Howell v. Howell
Before: Fitzgerald, Haven, McFarland
Synopsis
Appeal from an order of the Superior Court of Tehama County requiring the payment of alimony.
The facts are stated in the opinion of the court.
McFarland, J. This is an appeal by defendant from an order of the superior court requiring him to pay to plaintiff one hundred dollars, per month from January 20, 1892, until the further order of the court.
On May 14, 1890, the parties were husband and wife; and on that day plaintiff commenced an action for divorce from defendant. She averred in her complaint, as ground for the divorce, desertion by the defendant; and she also averred that there were certain named minor children of the parties, and that there was certain community property in the territory of Wyoming worth about ten thousand dollars, and also certain personal property in California worth seven thousand one. hundred dollars, and certain described real property here belonging to the community. She prayed for a divorce, the custody of the children, and that the court [46]award to ber all the said community property, real and personal, in California.
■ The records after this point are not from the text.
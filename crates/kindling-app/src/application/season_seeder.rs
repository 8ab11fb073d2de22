use std::collections::HashSet;
use std::sync::Arc;

use chrono::NaiveDate;
use log::warn;
use serde::Deserialize;
use tracing::info;

use kindling_domain::season::{
    SeasonDefinitionRepository, SeasonalEventDefinition, SeasonalRule, SeasonalRuleType,
};
use kindling_domain::shared::DomainError;

#[derive(Debug, Deserialize)]
struct BuiltinSeasonRule {
    rule_type: SeasonalRuleType,
    bonus_credits: i64,
    max_total: u32,
}

#[derive(Debug, Deserialize)]
struct BuiltinSeasonConfig {
    id: String,
    name: String,
    year: i32,
    start_date: NaiveDate,
    end_date: NaiveDate,
    active: Option<bool>,
    rules: Vec<BuiltinSeasonRule>,
}

fn builtin_season_configs() -> Result<Vec<BuiltinSeasonConfig>, DomainError> {
    const RAW_CONFIG: &str = include_str!("../../../../config/seasons/builtin_seasons.json");
    serde_json::from_str(RAW_CONFIG).map_err(|e| {
        DomainError::Deserialization(format!("Failed to parse builtin seasons: {e}"))
    })
}

/// Ensure built-in seasonal campaigns from configuration exist in the
/// database. Existing definitions are left untouched so operators can
/// edit them after seeding.
pub async fn seed_builtin_seasons(
    definition_repo: Arc<dyn SeasonDefinitionRepository>,
) -> Result<(), DomainError> {
    let configs = builtin_season_configs()?;
    if configs.is_empty() {
        return Ok(());
    }

    let mut existing = definition_repo.find_all().await?;
    let existing_ids: HashSet<String> = existing
        .iter()
        .map(|definition| definition.id().to_string())
        .collect();

    let mut seeded_count = 0;
    for config in configs {
        if existing_ids.contains(&config.id) {
            continue;
        }

        let rules = config
            .rules
            .iter()
            .map(|r| SeasonalRule {
                rule_type: r.rule_type,
                bonus_credits: r.bonus_credits,
                max_total: r.max_total,
            })
            .collect();

        let definition = SeasonalEventDefinition::new(
            config.id.clone(),
            config.name.clone(),
            config.year,
            config.start_date,
            config.end_date,
            rules,
            config.active.unwrap_or(true),
        )?;

        // Same-year active windows may not overlap; skip offenders
        // instead of corrupting the live schedule.
        if let Some(conflict) = existing.iter().find(|d| d.overlaps_window(&definition)) {
            warn!(
                "Skipping built-in season {}: window overlaps {}",
                definition.id(),
                conflict.id()
            );
            continue;
        }

        definition_repo.save(&definition).await?;
        info!("Seeded built-in season: {} ({})", config.name, config.id);
        existing.push(definition);
        seeded_count += 1;
    }

    if seeded_count > 0 {
        info!("Seeded {} built-in season definition(s)", seeded_count);
    }

    Ok(())
}

#[cfg(test)]
mod tests {
    use super::*;

    #[test]
    fn test_builtin_config_parses_and_validates() {
        let configs = builtin_season_configs().expect("embedded config parses");
        assert!(!configs.is_empty());

        let mut definitions: Vec<SeasonalEventDefinition> = Vec::new();
        for config in configs {
            // Every embedded definition must construct cleanly.
            let rules = config
                .rules
                .iter()
                .map(|r| SeasonalRule {
                    rule_type: r.rule_type,
                    bonus_credits: r.bonus_credits,
                    max_total: r.max_total,
                })
                .collect();

            let definition = SeasonalEventDefinition::new(
                config.id.clone(),
                config.name,
                config.year,
                config.start_date,
                config.end_date,
                rules,
                config.active.unwrap_or(true),
            )
            .expect("valid builtin season");

            // Ids encode the year by convention.
            assert!(
                definition.id().ends_with(&definition.year().to_string()),
                "season id {} does not encode year",
                definition.id()
            );

            // Active same-year windows must stay disjoint.
            for other in &definitions {
                assert!(
                    !definition.overlaps_window(other),
                    "builtin seasons {} and {} overlap",
                    definition.id(),
                    other.id()
                );
            }
            definitions.push(definition);
        }
    }
}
The defendant, who then lived in Wyoming territory, was served by publication and made default. The court entered a decree on September 11, 1890, in accordance with the prayer of the complaint. There was nothing in either the complaint or the judgment about alimony. By the judgment the property prayed for in the complaint was awarded to plaintiff, but it contained nothing more about property, money, or property rights of any kind. The judgment has never been appealed from or in any way disturbed.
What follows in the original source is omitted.